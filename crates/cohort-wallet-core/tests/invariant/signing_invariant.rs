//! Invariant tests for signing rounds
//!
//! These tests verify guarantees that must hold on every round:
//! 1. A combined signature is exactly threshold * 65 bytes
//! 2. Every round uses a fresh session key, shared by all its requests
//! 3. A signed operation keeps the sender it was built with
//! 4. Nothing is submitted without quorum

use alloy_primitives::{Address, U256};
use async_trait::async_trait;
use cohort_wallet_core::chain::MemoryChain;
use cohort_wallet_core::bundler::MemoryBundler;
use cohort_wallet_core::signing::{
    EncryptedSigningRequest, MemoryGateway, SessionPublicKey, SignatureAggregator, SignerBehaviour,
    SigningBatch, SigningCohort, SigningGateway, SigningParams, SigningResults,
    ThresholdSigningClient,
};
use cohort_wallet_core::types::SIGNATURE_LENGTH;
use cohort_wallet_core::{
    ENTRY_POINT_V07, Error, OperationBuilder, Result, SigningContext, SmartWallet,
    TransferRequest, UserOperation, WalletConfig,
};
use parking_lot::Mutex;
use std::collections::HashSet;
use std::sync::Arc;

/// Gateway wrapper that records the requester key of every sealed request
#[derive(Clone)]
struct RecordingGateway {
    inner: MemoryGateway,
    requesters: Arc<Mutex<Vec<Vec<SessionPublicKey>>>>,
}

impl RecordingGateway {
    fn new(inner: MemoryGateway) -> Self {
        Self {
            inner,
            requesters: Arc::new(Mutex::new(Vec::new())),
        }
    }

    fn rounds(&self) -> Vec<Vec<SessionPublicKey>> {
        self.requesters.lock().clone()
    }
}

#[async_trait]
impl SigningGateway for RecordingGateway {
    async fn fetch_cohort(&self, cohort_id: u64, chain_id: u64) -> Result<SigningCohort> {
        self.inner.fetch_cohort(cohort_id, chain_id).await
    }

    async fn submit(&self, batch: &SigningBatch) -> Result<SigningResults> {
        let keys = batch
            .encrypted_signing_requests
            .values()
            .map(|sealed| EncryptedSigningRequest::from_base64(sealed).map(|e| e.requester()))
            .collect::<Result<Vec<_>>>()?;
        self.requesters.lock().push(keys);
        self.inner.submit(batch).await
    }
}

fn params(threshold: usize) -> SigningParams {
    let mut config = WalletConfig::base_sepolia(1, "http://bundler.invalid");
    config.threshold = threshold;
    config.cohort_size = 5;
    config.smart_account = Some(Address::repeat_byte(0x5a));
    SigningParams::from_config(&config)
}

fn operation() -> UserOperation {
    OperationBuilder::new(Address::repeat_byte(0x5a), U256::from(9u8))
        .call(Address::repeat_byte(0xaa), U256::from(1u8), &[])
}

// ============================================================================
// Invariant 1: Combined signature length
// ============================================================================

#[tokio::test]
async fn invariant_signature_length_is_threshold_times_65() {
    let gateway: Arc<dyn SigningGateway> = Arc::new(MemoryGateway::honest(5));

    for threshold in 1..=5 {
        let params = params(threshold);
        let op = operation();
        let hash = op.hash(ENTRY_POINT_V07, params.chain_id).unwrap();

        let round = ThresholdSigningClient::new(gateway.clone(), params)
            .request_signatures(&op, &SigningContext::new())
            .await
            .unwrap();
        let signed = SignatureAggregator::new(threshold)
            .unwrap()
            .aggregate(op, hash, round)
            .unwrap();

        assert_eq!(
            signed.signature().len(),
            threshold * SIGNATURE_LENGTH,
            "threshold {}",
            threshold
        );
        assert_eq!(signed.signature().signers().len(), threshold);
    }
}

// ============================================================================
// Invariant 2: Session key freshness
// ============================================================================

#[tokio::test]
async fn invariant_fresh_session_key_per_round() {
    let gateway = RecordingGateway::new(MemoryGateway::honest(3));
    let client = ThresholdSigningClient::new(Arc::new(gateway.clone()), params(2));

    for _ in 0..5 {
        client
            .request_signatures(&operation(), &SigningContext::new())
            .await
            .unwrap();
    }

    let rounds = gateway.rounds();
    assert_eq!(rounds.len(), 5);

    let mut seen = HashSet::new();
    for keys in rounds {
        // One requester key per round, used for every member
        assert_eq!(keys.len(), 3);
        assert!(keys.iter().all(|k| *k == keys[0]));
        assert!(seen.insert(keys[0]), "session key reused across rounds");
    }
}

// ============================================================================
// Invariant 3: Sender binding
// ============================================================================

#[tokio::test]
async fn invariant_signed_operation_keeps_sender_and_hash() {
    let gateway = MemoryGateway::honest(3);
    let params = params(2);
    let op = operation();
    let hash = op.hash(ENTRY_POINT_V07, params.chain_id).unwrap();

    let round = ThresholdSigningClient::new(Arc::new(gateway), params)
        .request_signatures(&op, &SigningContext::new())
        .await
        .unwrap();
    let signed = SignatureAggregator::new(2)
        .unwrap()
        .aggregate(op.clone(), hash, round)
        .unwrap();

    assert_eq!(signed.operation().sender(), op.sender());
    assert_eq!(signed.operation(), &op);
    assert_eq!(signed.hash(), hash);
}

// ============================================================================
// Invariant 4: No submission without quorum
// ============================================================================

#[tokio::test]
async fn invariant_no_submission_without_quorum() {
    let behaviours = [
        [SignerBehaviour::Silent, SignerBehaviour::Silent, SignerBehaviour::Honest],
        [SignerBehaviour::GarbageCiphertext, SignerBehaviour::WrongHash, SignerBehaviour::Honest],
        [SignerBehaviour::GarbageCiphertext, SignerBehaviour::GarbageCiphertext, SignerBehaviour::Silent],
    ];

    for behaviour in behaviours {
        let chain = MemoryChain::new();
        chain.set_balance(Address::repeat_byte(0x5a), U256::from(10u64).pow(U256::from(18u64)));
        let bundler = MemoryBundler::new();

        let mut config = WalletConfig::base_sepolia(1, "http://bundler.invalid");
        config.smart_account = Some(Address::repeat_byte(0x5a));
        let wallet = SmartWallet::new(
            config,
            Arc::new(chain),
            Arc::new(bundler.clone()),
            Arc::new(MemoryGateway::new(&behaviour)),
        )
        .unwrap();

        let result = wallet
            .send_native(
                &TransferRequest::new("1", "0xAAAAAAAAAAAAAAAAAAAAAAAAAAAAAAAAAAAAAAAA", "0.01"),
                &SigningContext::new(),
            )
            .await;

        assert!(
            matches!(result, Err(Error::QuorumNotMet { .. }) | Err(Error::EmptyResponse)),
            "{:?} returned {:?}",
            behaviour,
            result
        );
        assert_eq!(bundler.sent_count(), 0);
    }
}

...

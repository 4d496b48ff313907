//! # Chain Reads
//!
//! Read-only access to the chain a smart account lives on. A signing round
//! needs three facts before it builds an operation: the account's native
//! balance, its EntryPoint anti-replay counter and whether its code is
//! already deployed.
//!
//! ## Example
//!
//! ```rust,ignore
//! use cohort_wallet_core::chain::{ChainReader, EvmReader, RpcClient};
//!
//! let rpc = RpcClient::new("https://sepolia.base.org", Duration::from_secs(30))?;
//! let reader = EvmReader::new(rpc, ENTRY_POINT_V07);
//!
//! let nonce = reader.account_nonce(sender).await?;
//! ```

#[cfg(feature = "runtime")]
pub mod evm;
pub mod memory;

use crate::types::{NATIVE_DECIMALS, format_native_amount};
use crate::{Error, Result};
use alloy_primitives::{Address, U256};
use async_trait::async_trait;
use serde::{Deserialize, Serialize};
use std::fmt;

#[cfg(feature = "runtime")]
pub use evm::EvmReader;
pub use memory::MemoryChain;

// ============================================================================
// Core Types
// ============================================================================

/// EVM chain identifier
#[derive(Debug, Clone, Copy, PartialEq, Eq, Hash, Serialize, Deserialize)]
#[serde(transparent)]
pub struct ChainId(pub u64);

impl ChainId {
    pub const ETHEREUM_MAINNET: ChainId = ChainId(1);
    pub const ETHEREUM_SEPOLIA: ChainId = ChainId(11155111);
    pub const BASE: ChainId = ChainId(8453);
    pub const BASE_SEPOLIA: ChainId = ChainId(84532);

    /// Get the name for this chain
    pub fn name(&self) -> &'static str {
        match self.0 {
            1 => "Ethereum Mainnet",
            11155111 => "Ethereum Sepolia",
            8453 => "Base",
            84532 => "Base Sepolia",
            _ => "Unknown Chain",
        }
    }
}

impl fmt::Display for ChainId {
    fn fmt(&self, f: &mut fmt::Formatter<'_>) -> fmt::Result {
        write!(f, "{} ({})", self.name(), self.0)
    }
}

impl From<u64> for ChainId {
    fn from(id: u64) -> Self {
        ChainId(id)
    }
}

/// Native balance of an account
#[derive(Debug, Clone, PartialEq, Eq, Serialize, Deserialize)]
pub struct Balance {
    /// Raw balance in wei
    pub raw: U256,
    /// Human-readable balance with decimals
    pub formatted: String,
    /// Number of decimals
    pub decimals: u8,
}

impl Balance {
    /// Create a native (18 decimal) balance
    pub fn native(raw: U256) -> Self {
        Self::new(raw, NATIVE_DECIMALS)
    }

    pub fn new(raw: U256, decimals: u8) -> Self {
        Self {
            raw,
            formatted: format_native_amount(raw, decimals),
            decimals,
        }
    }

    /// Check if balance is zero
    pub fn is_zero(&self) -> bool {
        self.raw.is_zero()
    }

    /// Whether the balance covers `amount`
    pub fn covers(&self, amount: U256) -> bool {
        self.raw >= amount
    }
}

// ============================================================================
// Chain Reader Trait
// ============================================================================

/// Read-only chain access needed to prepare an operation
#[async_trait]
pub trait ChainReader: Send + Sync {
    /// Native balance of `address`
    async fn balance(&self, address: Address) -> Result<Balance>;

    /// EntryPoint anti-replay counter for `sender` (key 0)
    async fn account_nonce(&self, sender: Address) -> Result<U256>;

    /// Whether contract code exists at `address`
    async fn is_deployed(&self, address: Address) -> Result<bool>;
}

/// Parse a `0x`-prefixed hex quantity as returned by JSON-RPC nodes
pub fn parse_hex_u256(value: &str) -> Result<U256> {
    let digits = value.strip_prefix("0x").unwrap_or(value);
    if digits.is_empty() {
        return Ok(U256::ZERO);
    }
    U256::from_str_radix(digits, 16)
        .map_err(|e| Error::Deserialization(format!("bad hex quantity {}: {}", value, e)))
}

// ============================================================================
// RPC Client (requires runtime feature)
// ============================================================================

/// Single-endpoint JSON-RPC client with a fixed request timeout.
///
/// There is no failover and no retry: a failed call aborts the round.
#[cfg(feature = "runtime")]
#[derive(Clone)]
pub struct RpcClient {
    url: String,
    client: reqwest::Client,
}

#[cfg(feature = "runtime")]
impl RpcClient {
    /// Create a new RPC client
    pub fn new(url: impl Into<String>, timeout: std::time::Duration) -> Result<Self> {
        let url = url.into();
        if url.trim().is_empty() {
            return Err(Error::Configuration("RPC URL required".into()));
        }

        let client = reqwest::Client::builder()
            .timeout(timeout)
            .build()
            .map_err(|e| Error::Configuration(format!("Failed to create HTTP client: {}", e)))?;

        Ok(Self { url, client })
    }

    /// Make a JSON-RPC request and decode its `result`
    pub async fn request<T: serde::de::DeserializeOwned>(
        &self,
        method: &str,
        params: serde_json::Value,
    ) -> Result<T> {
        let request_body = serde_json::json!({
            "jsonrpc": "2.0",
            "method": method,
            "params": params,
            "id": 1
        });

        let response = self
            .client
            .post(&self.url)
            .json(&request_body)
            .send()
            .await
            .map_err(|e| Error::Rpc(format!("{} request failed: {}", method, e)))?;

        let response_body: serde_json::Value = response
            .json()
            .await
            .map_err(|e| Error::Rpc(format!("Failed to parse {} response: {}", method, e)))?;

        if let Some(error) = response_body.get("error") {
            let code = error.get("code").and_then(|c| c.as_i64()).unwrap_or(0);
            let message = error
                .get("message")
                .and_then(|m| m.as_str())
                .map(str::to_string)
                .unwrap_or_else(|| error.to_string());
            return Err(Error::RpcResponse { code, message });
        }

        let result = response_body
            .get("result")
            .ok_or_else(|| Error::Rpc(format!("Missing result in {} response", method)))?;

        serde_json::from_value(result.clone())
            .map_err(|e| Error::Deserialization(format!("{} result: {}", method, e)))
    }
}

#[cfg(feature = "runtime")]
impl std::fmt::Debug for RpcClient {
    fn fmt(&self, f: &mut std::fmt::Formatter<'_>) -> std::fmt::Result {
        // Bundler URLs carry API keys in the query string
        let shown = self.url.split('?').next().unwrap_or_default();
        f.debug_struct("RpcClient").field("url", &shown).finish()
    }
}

DIRECTIONS FOR THIS TASK:
Within the material above, output exactly the lines from the one with "let gateway = MemoryGateway::honest(3);" through the one with "round = ThresholdSigningClient::new(Arc::new(gateway), params)", end lines included, and nothing besides.

TASK OUTPUT:
    let gateway = MemoryGateway::honest(3);
    let params = params(2);
    let op = operation();
    let hash = op.hash(ENTRY_POINT_V07, params.chain_id).unwrap();

    let round = ThresholdSigningClient::new(Arc::new(gateway), params)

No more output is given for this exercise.